I don't have some crazy, sad story to tell today. To be honest, my past heartaches are the last thing I want to talk about right now. What I do want to do, is have a talk with God. Right here.

Father,
This week has been crazy hard. In that frenzy, I did that thing, I so often do. Where I forget. I forget to bring you my burdens. I forget that there is a place for them in you, and I carry them on my back. I carry them on my back until it breaks, and I'm left victimized and undone by them. Under all that weight, and in my blindness I begin to resent you. I'm so sorry for that Father. You deserve so much more . I know how much of a problem it still is, that I do this. How much it can hinder our relationship. I don't know why I allow myself to suffer with trying to control everything, when it's apparent it always leads me back to this place. This place where I have to pick my ass off the ground, through my faith in You, and set myself right again. To be willing enough to allow You to fix me, make me undivided. I know you don't want me to suffer with such weight Father, it's my pride that fights putting it down. I know that.

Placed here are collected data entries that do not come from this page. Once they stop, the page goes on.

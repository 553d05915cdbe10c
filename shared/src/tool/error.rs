//! Application Error Management
//!
//! 오피스센터 서버의 모든 에러를 체계적으로 관리합니다.
//! 비즈니스 로직 에러를 HTTP 응답으로 변환하고, 심각도에 따라 로깅합니다.

use actix_web::http::StatusCode;
use actix_web::{HttpResponse, ResponseError};
use serde::Serialize;
use thiserror::Error;
use tracing::{error, info, warn};

/// 공통 애플리케이션 에러 정의
///
/// 모든 비즈니스 로직에서 발생할 수 있는 에러를 정의합니다.
/// 각 에러는 적절한 HTTP 상태 코드로 변환됩니다.
#[derive(Error, Debug, Clone)]
pub enum AppError {
    // 인증 관련 에러
    #[error("인증 실패: {0}")]
    AuthError(String),

    #[error("토큰 만료: {0}")]
    TokenExpired(String),

    #[error("권한 없음: {0}")]
    PermissionDenied(String),

    // 리소스 관련 에러
    #[error("{0}을(를) 찾을 수 없습니다")]
    NotFound(String),

    #[error("중복된 데이터: {0}")]
    DuplicateEntry(String),

    // 상태 전이 관련 에러
    #[error("처리할 수 없는 상태입니다: {0}")]
    InvalidState(String),

    #[error("정산이 확정된 월입니다: {0}")]
    SettlementLocked(String),

    #[error("만료되었습니다: {0}")]
    Expired(String),

    // 입력값 검증 에러
    #[error("입력값 오류: {0}")]
    InvalidInput(String),

    #[error("필수 필드 누락: {0}")]
    MissingField(String),

    #[error("잘못된 형식: {0}")]
    InvalidFormat(String),

    // 데이터베이스 관련 에러
    #[error("데이터베이스 연결 실패: {0}")]
    DatabaseConnection(String),

    #[error("데이터베이스 쿼리 실패: {0}")]
    DatabaseQuery(String),

    // 파일 저장소 에러
    #[error("파일 저장 실패: {0}")]
    Storage(String),

    // 시스템 에러
    #[error("내부 서버 에러: {0}")]
    InternalError(String),

    #[error("서비스 일시적 사용 불가: {0}")]
    ServiceUnavailable(String),

    #[error("타임아웃: {0}")]
    Timeout(String),

    #[error("Configuration error: {0}")]
    Configuration(String),
}

/// 에러 심각도 레벨
#[derive(Debug, Clone, Copy, PartialEq)]
pub enum ErrorSeverity {
    Critical, // 시스템 장애
    High,     // 비즈니스 로직 실패
    Medium,   // 사용자 입력 오류
    Low,      // 일반적인 경고
}

/// 클라이언트에 전달되는 에러 본문
#[derive(Debug, Serialize)]
struct ErrorBody<'a> {
    error: &'a str,
    message: String,
}

impl AppError {
    /// 에러의 심각도를 반환합니다.
    pub fn severity(&self) -> ErrorSeverity {
        match self {
            AppError::DatabaseConnection(_)
            | AppError::ServiceUnavailable(_)
            | AppError::Configuration(_) => ErrorSeverity::Critical,

            AppError::DatabaseQuery(_)
            | AppError::Storage(_)
            | AppError::InternalError(_)
            | AppError::Timeout(_) => ErrorSeverity::High,

            AppError::InvalidInput(_)
            | AppError::MissingField(_)
            | AppError::InvalidFormat(_)
            | AppError::AuthError(_)
            | AppError::PermissionDenied(_) => ErrorSeverity::Medium,

            _ => ErrorSeverity::Low,
        }
    }

    /// 에러를 로깅합니다.
    ///
    /// 심각도에 따라 적절한 로깅 레벨을 사용합니다.
    pub fn log(&self, context: &str) {
        let error_msg = self.to_string();

        match self.severity() {
            ErrorSeverity::Critical => error!("[CRITICAL] {} - {}", context, error_msg),
            ErrorSeverity::High => error!("[HIGH] {} - {}", context, error_msg),
            ErrorSeverity::Medium => warn!("[MEDIUM] {} - {}", context, error_msg),
            ErrorSeverity::Low => info!("[LOW] {} - {}", context, error_msg),
        }
    }

    /// 응답 본문에 들어가는 에러 코드
    pub fn code(&self) -> &'static str {
        match self {
            AppError::AuthError(_) => "AUTH_FAILED",
            AppError::TokenExpired(_) => "TOKEN_EXPIRED",
            AppError::PermissionDenied(_) => "PERMISSION_DENIED",
            AppError::NotFound(_) => "NOT_FOUND",
            AppError::DuplicateEntry(_) => "DUPLICATE_ENTRY",
            AppError::InvalidState(_) => "INVALID_STATE",
            AppError::SettlementLocked(_) => "SETTLEMENT_LOCKED",
            AppError::Expired(_) => "EXPIRED",
            AppError::InvalidInput(_) => "INVALID_INPUT",
            AppError::MissingField(_) => "MISSING_FIELD",
            AppError::InvalidFormat(_) => "INVALID_FORMAT",
            AppError::DatabaseConnection(_) | AppError::DatabaseQuery(_) => "DATABASE_ERROR",
            AppError::Storage(_) => "STORAGE_ERROR",
            AppError::InternalError(_) | AppError::Configuration(_) => "INTERNAL_ERROR",
            AppError::ServiceUnavailable(_) => "SERVICE_UNAVAILABLE",
            AppError::Timeout(_) => "TIMEOUT",
        }
    }

    /// 클라이언트에 노출해도 되는 메시지
    ///
    /// 데이터베이스/내부 에러는 상세 내용을 숨깁니다.
    fn public_message(&self) -> String {
        match self.severity() {
            ErrorSeverity::Critical | ErrorSeverity::High => match self {
                AppError::Timeout(_) => "요청 처리 시간이 초과되었습니다".to_string(),
                AppError::ServiceUnavailable(_) | AppError::DatabaseConnection(_) => {
                    "서비스를 일시적으로 사용할 수 없습니다".to_string()
                }
                _ => "서버 내부 오류가 발생했습니다".to_string(),
            },
            _ => self.to_string(),
        }
    }
}

impl ResponseError for AppError {
    fn status_code(&self) -> StatusCode {
        match self {
            AppError::AuthError(_) | AppError::TokenExpired(_) => StatusCode::UNAUTHORIZED,
            AppError::PermissionDenied(_) => StatusCode::FORBIDDEN,
            AppError::NotFound(_) => StatusCode::NOT_FOUND,
            AppError::DuplicateEntry(_)
            | AppError::InvalidState(_)
            | AppError::SettlementLocked(_) => StatusCode::CONFLICT,
            AppError::Expired(_) => StatusCode::GONE,
            AppError::InvalidInput(_) | AppError::MissingField(_) | AppError::InvalidFormat(_) => {
                StatusCode::BAD_REQUEST
            }
            AppError::ServiceUnavailable(_) | AppError::DatabaseConnection(_) => {
                StatusCode::SERVICE_UNAVAILABLE
            }
            AppError::Timeout(_) => StatusCode::GATEWAY_TIMEOUT,
            AppError::DatabaseQuery(_)
            | AppError::Storage(_)
            | AppError::InternalError(_)
            | AppError::Configuration(_) => StatusCode::INTERNAL_SERVER_ERROR,
        }
    }

    fn error_response(&self) -> HttpResponse {
        self.log("HTTP 응답 변환");
        HttpResponse::build(self.status_code()).json(ErrorBody {
            error: self.code(),
            message: self.public_message(),
        })
    }
}

impl From<sqlx::Error> for AppError {
    fn from(error: sqlx::Error) -> Self {
        match error {
            sqlx::Error::RowNotFound => AppError::NotFound("레코드".to_string()),
            sqlx::Error::Database(db_err) => {
                if db_err.is_unique_violation() {
                    AppError::DuplicateEntry(db_err.message().to_string())
                } else {
                    AppError::DatabaseQuery(db_err.to_string())
                }
            }
            sqlx::Error::PoolTimedOut => {
                AppError::Timeout("데이터베이스 연결 풀 타임아웃".to_string())
            }
            sqlx::Error::PoolClosed => {
                AppError::ServiceUnavailable("데이터베이스 연결 풀이 닫혔습니다".to_string())
            }
            sqlx::Error::Io(io_err) => AppError::DatabaseConnection(io_err.to_string()),
            other => AppError::DatabaseQuery(other.to_string()),
        }
    }
}

impl From<std::io::Error> for AppError {
    fn from(error: std::io::Error) -> Self {
        AppError::Storage(error.to_string())
    }
}

/// 편의를 위한 타입 별칭
pub type AppResult<T> = Result<T, AppError>;

#[cfg(test)]
mod tests {
    use super::*;
    use actix_web::body::MessageBody;

    fn body_text(err: &AppError) -> String {
        match err.error_response().into_body().try_into_bytes() {
            Ok(bytes) => String::from_utf8(bytes.to_vec()).unwrap(),
            Err(_) => panic!("error body should be a single chunk"),
        }
    }

    #[test]
    fn test_status_code_mapping() {
        assert_eq!(
            AppError::NotFound("호실".into()).status_code(),
            StatusCode::NOT_FOUND
        );
        assert_eq!(
            AppError::AuthError("x".into()).status_code(),
            StatusCode::UNAUTHORIZED
        );
        assert_eq!(
            AppError::InvalidState("x".into()).status_code(),
            StatusCode::CONFLICT
        );
        assert_eq!(
            AppError::SettlementLocked("2024-03".into()).status_code(),
            StatusCode::CONFLICT
        );
        assert_eq!(AppError::Expired("x".into()).status_code(), StatusCode::GONE);
        assert_eq!(
            AppError::PermissionDenied("x".into()).status_code(),
            StatusCode::FORBIDDEN
        );
        assert_eq!(
            AppError::InvalidInput("x".into()).status_code(),
            StatusCode::BAD_REQUEST
        );
        assert_eq!(
            AppError::DatabaseQuery("x".into()).status_code(),
            StatusCode::INTERNAL_SERVER_ERROR
        );
    }

    #[test]
    fn test_severity() {
        assert_eq!(
            AppError::DatabaseConnection("x".into()).severity(),
            ErrorSeverity::Critical
        );
        assert_eq!(
            AppError::InvalidInput("x".into()).severity(),
            ErrorSeverity::Medium
        );
        assert_eq!(AppError::NotFound("x".into()).severity(), ErrorSeverity::Low);
    }

    #[test]
    fn test_database_details_are_hidden() {
        let err = AppError::DatabaseQuery("Table 'rooms' doesn't exist".into());
        let text = body_text(&err);
        assert!(text.contains("DATABASE_ERROR"));
        assert!(!text.contains("rooms"));
    }

    #[test]
    fn test_validation_message_is_exposed() {
        let err = AppError::InvalidInput("계약 종료일이 시작일보다 빠릅니다".into());
        let text = body_text(&err);
        assert!(text.contains("INVALID_INPUT"));
        assert!(text.contains("계약 종료일"));
    }

    #[test]
    fn test_row_not_found_maps_to_not_found() {
        let err: AppError = sqlx::Error::RowNotFound.into();
        assert!(matches!(err, AppError::NotFound(_)));
    }
}
//! 입주사 모델

use chrono::{DateTime, Utc};
use serde::Serialize;
use sqlx::FromRow;

string_enum! {
    /// 입주사 구분
    TenantType("입주사 구분") {
        Corporation => "법인",
        Individual => "개인",
    }
}

#[derive(Debug, Clone, Serialize, FromRow)]
pub struct Tenant {
    pub id: i64,
    pub company_name: String,
    pub representative: Option<String>,
    pub business_number: Option<String>,
    #[sqlx(try_from = "String")]
    pub tenant_type: TenantType,
    /// 상주 여부 (비상주 입주사는 POST BOX 등 주소지만 사용)
    pub is_resident: bool,
    pub phone: Option<String>,
    pub email: Option<String>,
    pub address: Option<String>,
    pub memo: Option<String>,
    pub is_active: bool,
    pub created_at: DateTime<Utc>,
    pub updated_at: DateTime<Utc>,
}
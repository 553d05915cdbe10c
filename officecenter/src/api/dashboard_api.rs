use crate::server::AppState;
use actix_web::{web, HttpResponse};
use shared::tool::error::AppResult;

pub async fn dashboard(state: web::Data<AppState>) -> AppResult<HttpResponse> {
    Ok(HttpResponse::Ok().json(state.dashboard.summary().await?))
}

pub fn configure_dashboard_routes(cfg: &mut web::ServiceConfig) {
    cfg.route("/api/dashboard", web::get().to(dashboard));
}
//! Core runtime: generation workers, the delivery queue and backend
//! reconfiguration, tied together by the [`Hearth`] facade.

pub mod cancel;
pub mod delivery;
pub mod generation;
pub mod prompt;
pub mod reconfig;
pub mod registry;
pub mod restart_gate;

use std::sync::Arc;
use std::time::Duration;

use tokio::task::JoinHandle;

use hearth_domain::backend::{BackendSettings, ReconfigOutcome, ReconfigRequest};
use hearth_domain::config::Config;
use hearth_domain::generation::{GenerationId, GenerationStatus};
use hearth_providers::InferenceBackend;
use hearth_sessions::ConversationStore;

use crate::backend::BackendController;

pub use delivery::{drain, BroadcastSink, DeliveryQueue, EventSink};
pub use generation::{GenerationOutcome, GenerationService, GenerationTicket};
pub use reconfig::{CoordinatorState, ReconfigurationCoordinator};
pub use registry::SessionRegistry;

/// The transport-independent core API.
#[derive(Clone)]
pub struct Hearth {
    generations: GenerationService,
    coordinator: ReconfigurationCoordinator,
    store: Arc<dyn ConversationStore>,
    registry: Arc<SessionRegistry>,
    context_limit: usize,
}

impl Hearth {
    /// Wire the runtime from `config` and its collaborators. Also returns
    /// the delivery consumer's handle; it finishes once every `Hearth`
    /// clone is dropped.
    pub fn build(
        config: &Config,
        backend: Arc<dyn InferenceBackend>,
        controller: Arc<dyn BackendController>,
        store: Arc<dyn ConversationStore>,
        sink: Arc<dyn EventSink>,
    ) -> (Self, JoinHandle<u64>) {
        let registry = Arc::new(SessionRegistry::new());
        let (delivery, consumer) =
            DeliveryQueue::spawn(config.delivery.queue_capacity, registry.clone(), sink);

        let initial = BackendSettings {
            augmentation_enabled: config.reconfig.augmentation_enabled,
            mode: config.reconfig.mode,
            model: config.backend.model.clone(),
        };
        let coordinator = ReconfigurationCoordinator::new(
            registry.clone(),
            delivery.clone(),
            controller,
            initial,
            Duration::from_millis(config.reconfig.debounce_ms),
        );
        let generations = GenerationService::new(
            backend,
            store.clone(),
            registry.clone(),
            delivery,
            coordinator.clone(),
            config.generation.clone(),
            config.backend.reasoning_enabled,
        );

        let hearth = Self {
            generations,
            coordinator,
            store,
            registry,
            context_limit: config.generation.context_limit,
        };
        (hearth, consumer)
    }

    /// Start a generation with the stored conversation as context. History
    /// that cannot be read is logged and treated as empty.
    pub async fn start_generation(&self, message: String) -> GenerationTicket {
        let context = match self.store.recent_context(self.context_limit).await {
            Ok(turns) => turns,
            Err(e) => {
                tracing::warn!(error = %e, "failed to load conversation context");
                Vec::new()
            }
        };
        self.generations.start(message, context)
    }

    pub fn cancel_generation(&self, id: &GenerationId) -> bool {
        self.generations.cancel(id)
    }

    pub fn generation_status(&self, id: &GenerationId) -> Option<GenerationStatus> {
        self.generations.status(id)
    }

    pub fn current_generation(&self) -> Option<GenerationId> {
        self.registry.current()
    }

    pub async fn set_reconfiguration(&self, req: ReconfigRequest) -> ReconfigOutcome {
        self.coordinator.request(req).await
    }

    pub fn coordinator(&self) -> &ReconfigurationCoordinator {
        &self.coordinator
    }

    pub fn store(&self) -> &Arc<dyn ConversationStore> {
        &self.store
    }
}
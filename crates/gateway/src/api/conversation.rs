//! Conversation history endpoints.
//!
//! - `GET    /v1/conversation?limit=N`: most recent turns, oldest first
//! - `DELETE /v1/conversation`        : forget the history

use axum::extract::{Query, State};
use axum::http::StatusCode;
use axum::response::{IntoResponse, Json};
use serde::Deserialize;

use super::api_error;
use crate::state::AppState;

#[derive(Debug, Deserialize)]
pub struct RecentQuery {
    #[serde(default = "default_limit")]
    pub limit: usize,
}

fn default_limit() -> usize {
    10
}

pub async fn recent(
    State(state): State<AppState>,
    Query(q): Query<RecentQuery>,
) -> impl IntoResponse {
    let limit = q.limit.min(500);
    match state.hearth.store().recent_context(limit).await {
        Ok(turns) => Json(serde_json::json!({
            "count": turns.len(),
            "turns": turns,
        }))
        .into_response(),
        Err(e) => api_error(StatusCode::INTERNAL_SERVER_ERROR, e.to_string()),
    }
}

pub async fn clear(State(state): State<AppState>) -> impl IntoResponse {
    match state.hearth.store().clear().await {
        Ok(()) => {
            tracing::info!("conversation history cleared");
            Json(serde_json::json!({ "cleared": true })).into_response()
        }
        Err(e) => api_error(StatusCode::INTERNAL_SERVER_ERROR, e.to_string()),
    }
}
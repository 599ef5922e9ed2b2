#![allow(dead_code)]

use std::sync::Arc;
use std::time::Duration;

use parking_lot::Mutex;

use hearth_domain::backend::{BackendStatus, ReconfigRequest, ServiceState};
use hearth_domain::config::Config;
use hearth_domain::error::{Error, Result};
use hearth_domain::generation::{Envelope, GenerationId, Notification};
use hearth_gateway::backend::BackendController;
use hearth_gateway::runtime::{EventSink, Hearth};
use hearth_providers::{ByteStream, ChatRequest, InferenceBackend, ModelInfo};
use hearth_sessions::InMemoryStore;

/// One SSE content frame.
pub fn content_line(text: &str) -> String {
    let payload = serde_json::json!({ "choices": [{ "delta": { "content": text } }] });
    format!("data: {payload}")
}

pub fn reasoning_line(text: &str) -> String {
    let payload =
        serde_json::json!({ "choices": [{ "delta": { "reasoning_content": text } }] });
    format!("data: {payload}")
}

pub const DONE: &str = "data: [DONE]";

/// Answers each chat request with the lines registered for its user
/// message, one line per `pause`.
#[derive(Default)]
pub struct ScriptedBackend {
    scripts: Mutex<Vec<(String, Vec<String>)>>,
    pause: Duration,
    pub requests: Mutex<Vec<ChatRequest>>,
}

impl ScriptedBackend {
    pub fn new(pause: Duration) -> Self {
        Self {
            pause,
            ..Default::default()
        }
    }

    pub fn answer(self, message: &str, lines: Vec<String>) -> Self {
        self.scripts.lock().push((message.to_owned(), lines));
        self
    }
}

#[async_trait::async_trait]
impl InferenceBackend for ScriptedBackend {
    async fn chat_stream(&self, req: &ChatRequest) -> Result<ByteStream> {
        self.requests.lock().push(req.clone());
        let message = req
            .messages
            .last()
            .map(|m| m.content.clone())
            .unwrap_or_default();
        let lines = self
            .scripts
            .lock()
            .iter()
            .find(|(m, _)| *m == message)
            .map(|(_, lines)| lines.clone())
            .ok_or_else(|| Error::Http(format!("no script for {message:?}")))?;
        let pause = self.pause;
        let stream = async_stream::stream! {
            for line in lines {
                if !pause.is_zero() {
                    tokio::time::sleep(pause).await;
                }
                yield Ok::<_, Error>(format!("{line}\n").into_bytes());
            }
        };
        Ok(Box::pin(stream))
    }

    async fn list_models(&self) -> Result<Vec<ModelInfo>> {
        Ok(vec![ModelInfo {
            id: "llama3.2".into(),
            name: "llama3.2".into(),
            size_bytes: 2_019_393_189,
            params: 3_212_749_888,
            context: 131_072,
        }])
    }

    async fn health(&self) -> Result<bool> {
        Ok(true)
    }

    fn backend_id(&self) -> &str {
        "scripted"
    }
}

/// Records restarts; flags any overlap between two of them.
#[derive(Default)]
pub struct FakeController {
    pub restarts: Mutex<Vec<ReconfigRequest>>,
    pub delay: Duration,
    pub configured: bool,
    running: Mutex<usize>,
    pub overlapped: Mutex<bool>,
}

impl FakeController {
    pub fn with_delay(delay: Duration) -> Self {
        Self {
            delay,
            ..Default::default()
        }
    }
}

#[async_trait::async_trait]
impl BackendController for FakeController {
    async fn restart(&self, req: &ReconfigRequest) -> Result<()> {
        {
            let mut running = self.running.lock();
            *running += 1;
            if *running > 1 {
                *self.overlapped.lock() = true;
            }
        }
        if !self.delay.is_zero() {
            tokio::time::sleep(self.delay).await;
        }
        self.restarts.lock().push(req.clone());
        *self.running.lock() -= 1;
        Ok(())
    }

    async fn currently_configured_for(&self, _enabled: bool) -> Result<bool> {
        Ok(self.configured)
    }

    async fn status(&self) -> BackendStatus {
        BackendStatus::new(ServiceState::Ready, "model server is ready")
    }
}

#[derive(Default)]
pub struct Recorder(pub Mutex<Vec<Envelope>>);

impl Recorder {
    pub fn notifications(&self) -> Vec<Notification> {
        self.0.lock().iter().map(|e| e.notification.clone()).collect()
    }

    pub fn texts_for(&self, id: &GenerationId) -> Vec<String> {
        self.0
            .lock()
            .iter()
            .filter_map(|e| match &e.notification {
                Notification::Content { generation_id, text } if generation_id == id => {
                    Some(text.clone())
                }
                _ => None,
            })
            .collect()
    }

    pub fn position(&self, pred: impl Fn(&Notification) -> bool) -> Option<usize> {
        self.0.lock().iter().position(|e| pred(&e.notification))
    }
}

#[async_trait::async_trait]
impl EventSink for Recorder {
    async fn deliver(&self, envelope: Envelope) {
        self.0.lock().push(envelope);
    }
}

pub struct Harness {
    pub hearth: Hearth,
    pub backend: Arc<ScriptedBackend>,
    pub controller: Arc<FakeController>,
    pub store: Arc<InMemoryStore>,
    pub sink: Arc<Recorder>,
}

pub fn config(debounce_ms: u64) -> Config {
    let mut config = Config::default();
    config.reconfig.debounce_ms = debounce_ms;
    config
}

pub fn harness(config: &Config, backend: ScriptedBackend, controller: FakeController) -> Harness {
    let backend = Arc::new(backend);
    let controller = Arc::new(controller);
    let store = Arc::new(InMemoryStore::new());
    let sink = Arc::new(Recorder::default());
    let (hearth, _consumer) = Hearth::build(
        config,
        backend.clone(),
        controller.clone(),
        store.clone(),
        sink.clone(),
    );
    Harness {
        hearth,
        backend,
        controller,
        store,
        sink,
    }
}

/// Let spawned tasks and the delivery consumer catch up.
pub async fn settle() {
    tokio::time::sleep(Duration::from_millis(20)).await;
}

We come to this place so often,You and I, this whole trust thing. It's hard to rely you sometimes. I hate to even say it, but it's true. I live in a house full of pain, lately. My Grandma so often sick and crying. I hear her cries all day Father, I have woken up to them every single day this week alone, and it's starting to wear me down. The cancer recently found in her foot, adding to those tears. The news of that, creating this heavy static in the air. You know, I've witnessed what cancer can do to a family and I don't know how to speak to her with hope anymore Father, I need your wisdom and strength.I can't stand not having the perfect words for her to hear, to edify her. I hate to see her suffering.  I have so much to worry about, but, I know the truth of it, is, in You there are no worries. That's what I'm pulling on today Father. In my weakness and fear, that in You there is always hope. That greater is HE that is in me, then he that is in the world. It's hard to hold onto that fire when so much around  me seems hopeless. I'm counting on You Father. I need to lean on You today. Yesterday, I asked You what I need to do, and through my tears I heard you say..do not give into the chaos, but find peace in the eye of the storm.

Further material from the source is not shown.